-- Task to carry out --
Pick out every line in the data below that holds "RestockItem".

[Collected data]
····················

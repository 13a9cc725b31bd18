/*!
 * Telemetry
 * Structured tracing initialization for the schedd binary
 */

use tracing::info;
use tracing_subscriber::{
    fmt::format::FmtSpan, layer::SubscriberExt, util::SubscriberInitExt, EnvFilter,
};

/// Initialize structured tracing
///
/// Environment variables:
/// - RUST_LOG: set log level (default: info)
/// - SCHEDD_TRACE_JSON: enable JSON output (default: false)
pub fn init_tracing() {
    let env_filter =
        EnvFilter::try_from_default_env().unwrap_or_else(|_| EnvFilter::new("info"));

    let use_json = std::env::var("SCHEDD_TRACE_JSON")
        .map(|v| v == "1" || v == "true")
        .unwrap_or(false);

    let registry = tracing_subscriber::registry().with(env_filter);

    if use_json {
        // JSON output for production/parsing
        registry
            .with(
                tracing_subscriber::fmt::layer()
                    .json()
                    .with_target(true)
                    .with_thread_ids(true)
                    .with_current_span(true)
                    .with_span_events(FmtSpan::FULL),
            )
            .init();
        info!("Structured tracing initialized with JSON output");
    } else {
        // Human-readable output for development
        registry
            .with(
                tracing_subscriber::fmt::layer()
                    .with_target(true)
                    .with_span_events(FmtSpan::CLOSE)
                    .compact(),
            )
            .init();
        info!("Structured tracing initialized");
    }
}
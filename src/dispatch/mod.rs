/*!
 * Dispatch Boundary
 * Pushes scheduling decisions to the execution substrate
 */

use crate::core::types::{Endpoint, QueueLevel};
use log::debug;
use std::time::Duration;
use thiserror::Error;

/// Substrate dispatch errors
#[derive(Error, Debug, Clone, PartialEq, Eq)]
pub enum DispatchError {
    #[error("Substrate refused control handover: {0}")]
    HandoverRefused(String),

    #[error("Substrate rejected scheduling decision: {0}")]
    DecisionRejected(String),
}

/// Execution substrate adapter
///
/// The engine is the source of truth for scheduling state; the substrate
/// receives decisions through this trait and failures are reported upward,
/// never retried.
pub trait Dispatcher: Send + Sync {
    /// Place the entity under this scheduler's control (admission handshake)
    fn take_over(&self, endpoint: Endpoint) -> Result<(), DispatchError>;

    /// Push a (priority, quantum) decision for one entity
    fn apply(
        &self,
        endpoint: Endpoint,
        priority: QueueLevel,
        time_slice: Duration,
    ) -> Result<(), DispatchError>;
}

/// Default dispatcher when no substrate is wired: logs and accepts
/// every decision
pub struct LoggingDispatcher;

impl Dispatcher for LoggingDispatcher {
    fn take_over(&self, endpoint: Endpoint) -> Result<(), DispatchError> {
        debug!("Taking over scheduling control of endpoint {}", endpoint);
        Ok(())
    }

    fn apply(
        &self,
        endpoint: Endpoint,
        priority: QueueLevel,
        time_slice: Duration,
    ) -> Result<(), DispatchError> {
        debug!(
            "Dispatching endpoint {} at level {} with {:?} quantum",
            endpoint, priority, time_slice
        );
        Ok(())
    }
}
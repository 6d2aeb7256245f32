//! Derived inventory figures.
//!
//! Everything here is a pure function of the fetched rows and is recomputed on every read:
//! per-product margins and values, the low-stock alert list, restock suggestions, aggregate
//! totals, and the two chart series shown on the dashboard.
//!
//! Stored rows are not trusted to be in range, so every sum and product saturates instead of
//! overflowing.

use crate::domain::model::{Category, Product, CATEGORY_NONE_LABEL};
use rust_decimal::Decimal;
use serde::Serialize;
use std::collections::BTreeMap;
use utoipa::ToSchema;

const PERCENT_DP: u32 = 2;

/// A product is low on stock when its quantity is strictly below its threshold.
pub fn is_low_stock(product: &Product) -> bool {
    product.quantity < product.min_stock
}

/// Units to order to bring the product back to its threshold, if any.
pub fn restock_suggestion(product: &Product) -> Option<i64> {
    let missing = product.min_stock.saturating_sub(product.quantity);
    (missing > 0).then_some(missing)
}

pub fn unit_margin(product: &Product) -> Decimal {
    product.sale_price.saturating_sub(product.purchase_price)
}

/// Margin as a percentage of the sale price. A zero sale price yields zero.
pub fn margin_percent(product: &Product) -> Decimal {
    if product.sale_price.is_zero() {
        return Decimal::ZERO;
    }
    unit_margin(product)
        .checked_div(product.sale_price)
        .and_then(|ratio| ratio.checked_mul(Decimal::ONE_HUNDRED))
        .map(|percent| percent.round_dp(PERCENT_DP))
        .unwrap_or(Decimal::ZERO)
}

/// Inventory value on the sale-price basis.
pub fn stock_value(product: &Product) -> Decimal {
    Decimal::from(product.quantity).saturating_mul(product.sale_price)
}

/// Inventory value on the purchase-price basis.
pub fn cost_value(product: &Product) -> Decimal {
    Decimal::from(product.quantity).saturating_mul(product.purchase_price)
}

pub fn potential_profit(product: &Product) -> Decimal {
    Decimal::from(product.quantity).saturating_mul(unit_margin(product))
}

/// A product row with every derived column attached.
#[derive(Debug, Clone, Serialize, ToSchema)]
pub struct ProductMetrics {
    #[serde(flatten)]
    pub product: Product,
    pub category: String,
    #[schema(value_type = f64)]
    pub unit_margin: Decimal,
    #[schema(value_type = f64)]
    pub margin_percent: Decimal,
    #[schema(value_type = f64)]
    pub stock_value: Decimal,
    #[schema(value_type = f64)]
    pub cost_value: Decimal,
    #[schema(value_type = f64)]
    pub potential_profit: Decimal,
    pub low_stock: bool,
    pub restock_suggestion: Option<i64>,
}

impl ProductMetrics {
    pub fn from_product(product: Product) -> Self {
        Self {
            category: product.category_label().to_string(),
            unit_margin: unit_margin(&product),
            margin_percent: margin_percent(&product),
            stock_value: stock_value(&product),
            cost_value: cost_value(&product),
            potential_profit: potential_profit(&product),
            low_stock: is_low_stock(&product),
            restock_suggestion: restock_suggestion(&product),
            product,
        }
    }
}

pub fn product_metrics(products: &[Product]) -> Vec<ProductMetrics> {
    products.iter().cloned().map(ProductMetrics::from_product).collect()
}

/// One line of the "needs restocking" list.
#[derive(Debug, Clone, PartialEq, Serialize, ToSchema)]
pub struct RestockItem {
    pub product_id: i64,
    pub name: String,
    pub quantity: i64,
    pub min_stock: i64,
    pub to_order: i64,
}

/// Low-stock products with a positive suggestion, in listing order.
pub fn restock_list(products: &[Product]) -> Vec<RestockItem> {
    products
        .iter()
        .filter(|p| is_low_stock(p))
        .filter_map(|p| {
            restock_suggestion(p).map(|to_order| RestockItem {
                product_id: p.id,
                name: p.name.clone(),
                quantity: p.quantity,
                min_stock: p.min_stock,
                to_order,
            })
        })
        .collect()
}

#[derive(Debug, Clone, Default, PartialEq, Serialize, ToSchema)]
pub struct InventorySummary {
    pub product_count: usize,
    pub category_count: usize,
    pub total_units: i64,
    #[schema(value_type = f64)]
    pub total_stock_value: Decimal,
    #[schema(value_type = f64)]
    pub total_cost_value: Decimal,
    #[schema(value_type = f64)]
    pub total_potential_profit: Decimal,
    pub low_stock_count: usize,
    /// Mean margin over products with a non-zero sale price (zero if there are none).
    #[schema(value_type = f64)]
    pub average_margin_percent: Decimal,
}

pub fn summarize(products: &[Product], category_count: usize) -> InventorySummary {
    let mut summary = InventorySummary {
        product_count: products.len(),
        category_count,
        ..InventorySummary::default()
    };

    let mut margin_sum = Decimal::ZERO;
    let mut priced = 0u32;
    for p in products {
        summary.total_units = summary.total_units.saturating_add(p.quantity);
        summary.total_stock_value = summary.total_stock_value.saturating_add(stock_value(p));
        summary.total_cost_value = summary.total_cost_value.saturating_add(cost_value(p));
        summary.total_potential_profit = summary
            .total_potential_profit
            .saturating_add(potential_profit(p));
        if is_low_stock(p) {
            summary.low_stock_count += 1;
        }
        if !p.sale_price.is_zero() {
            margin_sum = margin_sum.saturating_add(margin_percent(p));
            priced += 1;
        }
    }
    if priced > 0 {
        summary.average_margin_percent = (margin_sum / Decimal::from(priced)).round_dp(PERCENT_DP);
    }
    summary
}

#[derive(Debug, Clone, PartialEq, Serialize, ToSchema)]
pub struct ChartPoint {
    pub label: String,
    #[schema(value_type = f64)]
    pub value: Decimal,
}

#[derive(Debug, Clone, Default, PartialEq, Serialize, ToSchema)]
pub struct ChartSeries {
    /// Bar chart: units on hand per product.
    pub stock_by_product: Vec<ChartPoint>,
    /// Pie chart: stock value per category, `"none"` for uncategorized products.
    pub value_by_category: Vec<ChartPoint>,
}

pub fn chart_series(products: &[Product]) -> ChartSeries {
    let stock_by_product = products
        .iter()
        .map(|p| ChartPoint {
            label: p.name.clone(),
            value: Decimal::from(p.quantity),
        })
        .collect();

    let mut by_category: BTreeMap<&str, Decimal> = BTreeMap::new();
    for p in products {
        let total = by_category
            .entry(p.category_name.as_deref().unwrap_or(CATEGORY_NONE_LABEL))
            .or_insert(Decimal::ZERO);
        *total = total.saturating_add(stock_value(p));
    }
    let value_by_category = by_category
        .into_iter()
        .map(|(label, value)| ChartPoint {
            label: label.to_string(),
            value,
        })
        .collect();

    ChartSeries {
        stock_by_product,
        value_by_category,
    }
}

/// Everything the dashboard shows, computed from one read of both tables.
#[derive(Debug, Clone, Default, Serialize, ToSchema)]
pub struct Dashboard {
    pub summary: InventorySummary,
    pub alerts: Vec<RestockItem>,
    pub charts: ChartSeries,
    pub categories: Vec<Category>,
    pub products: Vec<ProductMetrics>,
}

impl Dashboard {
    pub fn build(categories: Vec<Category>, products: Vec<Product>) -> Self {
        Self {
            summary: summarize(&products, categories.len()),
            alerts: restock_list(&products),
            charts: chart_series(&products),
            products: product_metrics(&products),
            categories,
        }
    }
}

····················

-- Solution to the exercise --
pub struct RestockItem {
pub fn restock_list(products: &[Product]) -> Vec<RestockItem> {
            restock_suggestion(p).map(|to_order| RestockItem {
    pub alerts: Vec<RestockItem>,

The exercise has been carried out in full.